(Source records)

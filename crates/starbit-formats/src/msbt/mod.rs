//! MSBT message tables
//!
//! An MSBT file holds the dialogue of one stage or object: a list of
//! UTF-16 messages, each with a 12-byte attribute record and usually a
//! label. Messages are addressed by index from flow graphs and by label
//! from placement data.
//!
//! # Sections
//!
//! ```text
//! LBL1  hash-bucketed labels -> message index
//! ATR1  u32 count | u32 record size (12) | records | string pool
//! TXT2  u32 count | u32 offsets[count] | null-terminated UTF-16 strings
//! ```
//!
//! Text is kept as raw code units so control sequences survive editing
//! unchanged. Sections this crate does not decode are written back as
//! they were read.
//!
//! # Example
//!
//! ```
//! use starbit_formats::msbt::{Message, MsbtFile};
//!
//! let mut file = MsbtFile::new();
//! file.add_message(Message::new("Intro", "Welcome to the observatory."));
//!
//! let parsed = MsbtFile::parse(&file.build().unwrap()).unwrap();
//! assert_eq!(parsed.find("Intro").unwrap().text.to_string(), "Welcome to the observatory.");
//! ```

mod attributes;
mod error;
mod file;
mod text;

pub use attributes::{ATTRIBUTE_SIZE, MessageAttributes, TriggerKind};
pub use error::{MalformedMessage, MsbtError, MsbtResult};
pub use file::{DecodeMode, DecodedMsbt, MSBT_MAGIC, Message, MsbtFile, SkippedMessage};
pub use text::{CONTROL_ESCAPE, MessageText, Segment, Segments};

(End Source records)

_Exercise_. Wherever the word "count" occurs in the data above, copy the line it sits in.

_Task output_.
//! ATR1  u32 count | u32 record size (12) | records | string pool
//! TXT2  u32 count | u32 offsets[count] | null-terminated UTF-16 strings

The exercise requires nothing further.